**REQUIREMENT**.
Write out each line of the entries exactly, starting at the first and finishing with the line that contains "pub fn mapped_ptr(&self)".

**WORKING DATA**.
BEGIN

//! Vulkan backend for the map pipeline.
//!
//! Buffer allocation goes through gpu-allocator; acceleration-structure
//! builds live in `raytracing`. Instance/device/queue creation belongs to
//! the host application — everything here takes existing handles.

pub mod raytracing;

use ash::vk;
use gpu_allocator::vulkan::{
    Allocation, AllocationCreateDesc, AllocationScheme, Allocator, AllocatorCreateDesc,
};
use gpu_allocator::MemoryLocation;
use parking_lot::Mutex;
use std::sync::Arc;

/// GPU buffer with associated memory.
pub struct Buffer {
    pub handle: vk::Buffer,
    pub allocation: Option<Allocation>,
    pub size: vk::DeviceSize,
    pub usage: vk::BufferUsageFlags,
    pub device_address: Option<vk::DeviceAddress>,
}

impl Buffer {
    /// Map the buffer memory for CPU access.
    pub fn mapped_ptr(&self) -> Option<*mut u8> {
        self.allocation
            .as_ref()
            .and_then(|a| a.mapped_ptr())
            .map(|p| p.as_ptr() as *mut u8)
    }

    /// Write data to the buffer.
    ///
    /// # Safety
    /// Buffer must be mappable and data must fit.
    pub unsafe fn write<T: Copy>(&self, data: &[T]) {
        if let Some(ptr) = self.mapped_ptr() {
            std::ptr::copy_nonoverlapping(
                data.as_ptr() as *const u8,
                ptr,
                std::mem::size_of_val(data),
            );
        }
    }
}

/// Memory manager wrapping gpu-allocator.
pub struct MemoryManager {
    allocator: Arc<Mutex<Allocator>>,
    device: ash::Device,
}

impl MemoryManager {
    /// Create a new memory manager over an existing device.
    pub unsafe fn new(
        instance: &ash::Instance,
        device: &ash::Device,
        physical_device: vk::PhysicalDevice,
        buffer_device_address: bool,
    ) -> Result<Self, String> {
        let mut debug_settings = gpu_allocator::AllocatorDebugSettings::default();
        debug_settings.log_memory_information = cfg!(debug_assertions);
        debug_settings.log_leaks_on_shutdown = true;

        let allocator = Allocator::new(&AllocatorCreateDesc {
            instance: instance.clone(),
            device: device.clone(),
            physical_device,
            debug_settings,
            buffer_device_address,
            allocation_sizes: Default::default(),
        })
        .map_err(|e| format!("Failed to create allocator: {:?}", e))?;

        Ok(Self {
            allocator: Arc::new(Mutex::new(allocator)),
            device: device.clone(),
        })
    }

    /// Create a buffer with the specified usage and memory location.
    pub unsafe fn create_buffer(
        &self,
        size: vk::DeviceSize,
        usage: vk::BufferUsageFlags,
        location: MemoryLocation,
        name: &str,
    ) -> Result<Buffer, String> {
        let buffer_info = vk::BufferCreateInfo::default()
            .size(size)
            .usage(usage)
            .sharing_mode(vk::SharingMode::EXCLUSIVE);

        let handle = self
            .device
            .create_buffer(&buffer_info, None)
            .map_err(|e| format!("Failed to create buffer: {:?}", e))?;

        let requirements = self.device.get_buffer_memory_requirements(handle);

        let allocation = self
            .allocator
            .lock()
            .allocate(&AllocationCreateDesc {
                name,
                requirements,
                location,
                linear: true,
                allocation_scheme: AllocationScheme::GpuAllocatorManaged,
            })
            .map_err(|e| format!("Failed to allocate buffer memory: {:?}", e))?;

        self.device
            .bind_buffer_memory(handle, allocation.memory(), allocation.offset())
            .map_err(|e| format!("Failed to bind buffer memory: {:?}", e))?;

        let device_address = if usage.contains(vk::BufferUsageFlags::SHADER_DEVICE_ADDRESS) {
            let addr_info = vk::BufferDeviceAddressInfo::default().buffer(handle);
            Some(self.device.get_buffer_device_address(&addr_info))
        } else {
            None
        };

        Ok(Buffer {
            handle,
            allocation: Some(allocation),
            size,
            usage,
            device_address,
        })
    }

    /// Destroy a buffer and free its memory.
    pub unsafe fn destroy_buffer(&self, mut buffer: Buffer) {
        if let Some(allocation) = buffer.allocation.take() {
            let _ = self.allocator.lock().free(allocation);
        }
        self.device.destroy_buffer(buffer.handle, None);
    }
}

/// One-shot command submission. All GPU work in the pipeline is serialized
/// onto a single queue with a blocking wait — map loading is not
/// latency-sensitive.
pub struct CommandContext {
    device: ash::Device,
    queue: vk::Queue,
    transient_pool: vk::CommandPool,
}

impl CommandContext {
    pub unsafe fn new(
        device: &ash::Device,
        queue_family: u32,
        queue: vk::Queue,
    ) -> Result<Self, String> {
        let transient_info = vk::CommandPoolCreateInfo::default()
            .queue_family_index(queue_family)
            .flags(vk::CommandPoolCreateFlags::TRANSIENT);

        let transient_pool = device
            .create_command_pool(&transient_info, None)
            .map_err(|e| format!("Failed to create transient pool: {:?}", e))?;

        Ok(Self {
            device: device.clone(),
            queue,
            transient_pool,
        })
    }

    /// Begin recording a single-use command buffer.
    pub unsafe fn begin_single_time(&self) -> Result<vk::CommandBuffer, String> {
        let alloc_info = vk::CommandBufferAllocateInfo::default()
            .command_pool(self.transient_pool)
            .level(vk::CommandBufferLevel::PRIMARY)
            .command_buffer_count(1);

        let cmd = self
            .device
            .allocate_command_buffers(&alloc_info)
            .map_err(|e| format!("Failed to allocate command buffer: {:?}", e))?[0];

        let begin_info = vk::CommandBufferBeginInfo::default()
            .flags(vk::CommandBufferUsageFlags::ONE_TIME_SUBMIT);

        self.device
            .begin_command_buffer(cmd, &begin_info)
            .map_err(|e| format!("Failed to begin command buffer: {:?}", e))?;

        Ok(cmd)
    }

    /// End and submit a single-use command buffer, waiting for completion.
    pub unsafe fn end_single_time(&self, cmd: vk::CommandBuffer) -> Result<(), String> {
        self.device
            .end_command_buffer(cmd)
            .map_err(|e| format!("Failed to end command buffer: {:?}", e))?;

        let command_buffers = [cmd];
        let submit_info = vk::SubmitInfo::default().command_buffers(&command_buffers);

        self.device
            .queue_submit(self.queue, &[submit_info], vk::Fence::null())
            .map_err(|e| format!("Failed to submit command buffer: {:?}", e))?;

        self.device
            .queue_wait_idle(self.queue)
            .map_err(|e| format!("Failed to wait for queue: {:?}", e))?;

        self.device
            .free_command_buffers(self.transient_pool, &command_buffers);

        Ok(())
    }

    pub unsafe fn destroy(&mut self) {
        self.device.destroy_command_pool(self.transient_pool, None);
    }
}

END

**YOUR SOLUTION**.
//! Vulkan backend for the map pipeline.
//!
//! Buffer allocation goes through gpu-allocator; acceleration-structure
//! builds live in `raytracing`. Instance/device/queue creation belongs to
//! the host application — everything here takes existing handles.

pub mod raytracing;

use ash::vk;
use gpu_allocator::vulkan::{
    Allocation, AllocationCreateDesc, AllocationScheme, Allocator, AllocatorCreateDesc,
};
use gpu_allocator::MemoryLocation;
use parking_lot::Mutex;
use std::sync::Arc;

/// GPU buffer with associated memory.
pub struct Buffer {
    pub handle: vk::Buffer,
    pub allocation: Option<Allocation>,
    pub size: vk::DeviceSize,
    pub usage: vk::BufferUsageFlags,
    pub device_address: Option<vk::DeviceAddress>,
}

impl Buffer {
    /// Map the buffer memory for CPU access.
    pub fn mapped_ptr(&self) -> Option<*mut u8> {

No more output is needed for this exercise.